• _YOUR INSTRUCTIONS_
Say how many lines in the records contain the string "https". Nothing but the number should be given.

• _MATERIAL PROVIDED_
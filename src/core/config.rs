use std::env;

#[derive(Clone, Debug)]
pub struct AppConfig {
    pub storage_path: String,
    pub db_path: String,
    pub llm_api_hostname: String,
    pub llm_api_key: Option<String>,
    pub llm_model: String,
    pub owner_name: String,
    pub system_message: Option<String>,
    pub email_api_hostname: String,
    pub email_api_key: Option<String>,
    pub contact_from: String,
    pub contact_to: String,
    pub session_ttl_hours: i64,
}

/// Longest accepted session lifetime, one year
pub const MAX_SESSION_TTL_HOURS: i64 = 24 * 365;
const DEFAULT_SESSION_TTL_HOURS: i64 = 24;

// Unset and empty values are treated the same
fn optional_var(key: &str) -> Option<String> {
    env::var(key).ok().filter(|v| !v.trim().is_empty())
}

impl Default for AppConfig {
    fn default() -> Self {
        let storage_path = env::var("FOLIO_STORAGE_PATH").unwrap_or("./".to_string());
        let db_path = format!("{}/db", storage_path.trim_end_matches("/"));
        let llm_api_hostname = env::var("FOLIO_LLM_HOST")
            .unwrap_or_else(|_| "https://ai.gateway.lovable.dev".to_string());
        let llm_api_key = optional_var("FOLIO_LLM_API_KEY");
        let llm_model = env::var("FOLIO_LLM_MODEL")
            .unwrap_or_else(|_| "google/gemini-3-flash-preview".to_string());
        let owner_name =
            env::var("FOLIO_OWNER_NAME").unwrap_or_else(|_| "the portfolio owner".to_string());
        let system_message = optional_var("FOLIO_SYSTEM_MESSAGE");
        let email_api_hostname =
            env::var("FOLIO_EMAIL_HOST").unwrap_or_else(|_| "https://api.resend.com".to_string());
        let email_api_key = optional_var("FOLIO_EMAIL_API_KEY");
        let contact_from = env::var("FOLIO_CONTACT_FROM")
            .unwrap_or_else(|_| "Portfolio Contact <onboarding@resend.dev>".to_string());
        let contact_to =
            env::var("FOLIO_CONTACT_TO").unwrap_or_else(|_| "owner@example.com".to_string());
        let session_ttl_hours = env::var("FOLIO_SESSION_TTL_HOURS")
            .ok()
            .and_then(|v| v.parse().ok())
            .filter(|hours| (1..=MAX_SESSION_TTL_HOURS).contains(hours))
            .unwrap_or(DEFAULT_SESSION_TTL_HOURS);

        Self {
            storage_path,
            db_path,
            llm_api_hostname,
            llm_api_key,
            llm_model,
            owner_name,
            system_message,
            email_api_hostname,
            email_api_key,
            contact_from,
            contact_to,
            session_ttl_hours,
        }
    }
}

• _WRITTEN RESPONSE_
2